L'Empire romain a laissé derrière lui une quantité phénoménale d'écrits gravés dans la pierre, le métal ou l'argile. Des décrets impériaux en passant par les épitaphes, ces textes sont une mine d'or pour comprendre la vie quotidienne de l'époque.
Malheureusement, beaucoup sont fragmentaires, usés par le temps, rendant leur analyse complexe. Google DeepMind vient de présenter une solution qui pourrait changer la donne. Une IA baptisée Aeneas.
Une IA pour connecter le passé
Aeneas est un réseau de neurones multimodal capable d'analyser à la fois le texte d'une inscription et des images de celle-ci. Pour le former, les chercheurs ont compilé une base de données de plus de 176 000 inscriptions romaines connues.
Grâce à cet entraînement, l'IA peut proposer des restaurations pour des textes incomplets, même lorsque la longueur du passage manquant n'est pas connue. Elle peut aussi dater une inscription avec une précision d'environ 13 ans et déterminer sa province d'origine parmi 62 possibles avec un taux de réussite de 72 %.
Le but n'est pas d'automatiser le travail des épigraphistes, mais plutôt de proposer un outil qui « s'intègre aux processus de recherche existants des historiens », explique l'équipe Aeneas de Google DeepMind.
Des résultats déjà stupéfiants
Pour tester ses capacités, l'équipe a soumis à Aeneas l'une des inscriptions les plus célèbres : les Res Gestae Divi Augusti, l'autobiographie de l'empereur Auguste.
Depuis longtemps, les experts débattent de sa date de création. L'IA a produit une analyse qui reflète parfaitement ce débat, avec deux pics de probabilité correspondant aux deux hypothèses principales.
Aeneas a aussi analysé un autel votif de l'actuelle Mayence en Allemagne, révélant des similitudes linguistiques subtiles avec un autel plus ancien de la région.

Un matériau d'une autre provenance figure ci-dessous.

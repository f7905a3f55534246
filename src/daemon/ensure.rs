//! "Ensure running" bootstrap used by the `boring` CLI before sending any
//! request (§6): try to connect, and if nothing is listening, spawn the
//! daemon and retry with exponential backoff until it answers or a deadline
//! expires.

use std::path::PathBuf;
use std::time::Duration;

use tokio::net::UnixStream;
use tokio::time::sleep;
use tracing::{info, warn};

use crate::daemon::paths;
use crate::error::ManagerError;

const INITIAL_BACKOFF: Duration = Duration::from_millis(2);
const MAX_ATTEMPTS: u32 = 12;

/// Locate the daemon binary to spawn: `boringd` next to this executable,
/// unless `BORING_DAEMON_BIN` names one explicitly (used in tests and
/// non-standard install layouts).
fn daemon_binary_path() -> Result<PathBuf, ManagerError> {
    if let Ok(explicit) = std::env::var("BORING_DAEMON_BIN") {
        return Ok(PathBuf::from(explicit));
    }

    let current = std::env::current_exe()
        .map_err(|e| ManagerError::Network(format!("failed to resolve current executable: {e}")))?;
    let dir = current
        .parent()
        .ok_or_else(|| ManagerError::Network("current executable has no parent directory".into()))?;

    let name = if cfg!(windows) { "boringd.exe" } else { "boringd" };
    Ok(dir.join(name))
}

fn spawn_daemon() -> Result<(), ManagerError> {
    let binary = daemon_binary_path()?;
    info!("no daemon listening on {:?}; spawning {}", paths::socket_path(), binary.display());

    std::process::Command::new(&binary)
        .spawn()
        .map_err(|e| ManagerError::Network(format!("failed to spawn {}: {e}", binary.display())))?;

    Ok(())
}

/// Connect to the control socket, spawning the daemon first if nothing is
/// listening yet. Retries with backoff doubling from 2ms so a just-spawned
/// daemon has time to bind before the caller gives up.
pub async fn connect() -> Result<UnixStream, ManagerError> {
    let socket_path = paths::socket_path();

    if let Ok(stream) = UnixStream::connect(&socket_path).await {
        return Ok(stream);
    }

    spawn_daemon()?;

    let mut backoff = INITIAL_BACKOFF;
    for attempt in 1..=MAX_ATTEMPTS {
        sleep(backoff).await;
        match UnixStream::connect(&socket_path).await {
            Ok(stream) => return Ok(stream),
            Err(e) if attempt == MAX_ATTEMPTS => {
                warn!("daemon never came up on {socket_path:?}: {e}");
                return Err(ManagerError::Network(format!(
                    "daemon did not start within {} attempts: {e}",
                    MAX_ATTEMPTS
                )));
            }
            Err(_) => backoff *= 2,
        }
    }

    unreachable!("loop always returns by its last iteration")
}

Un accélérateur pour la recherche historique
Une étude menée avec 23 historiens a montré que l'outil a été utile dans 90 % des cas, augmentant la confiance et la rapidité des experts. Il leur permet de découvrir en quelques secondes des « parallèles », d'autres textes similaires, une tâche qui demandait auparavant un travail de fourmi dans les bibliothèques.
L'outil ouvre des pistes et propose des hypothèses, mais l'analyse finale et l'interprétation critique restent entre les mains des spécialistes. Le projet est disponible en open source, avec une interface interactive pour les chercheurs, les étudiants et les musées.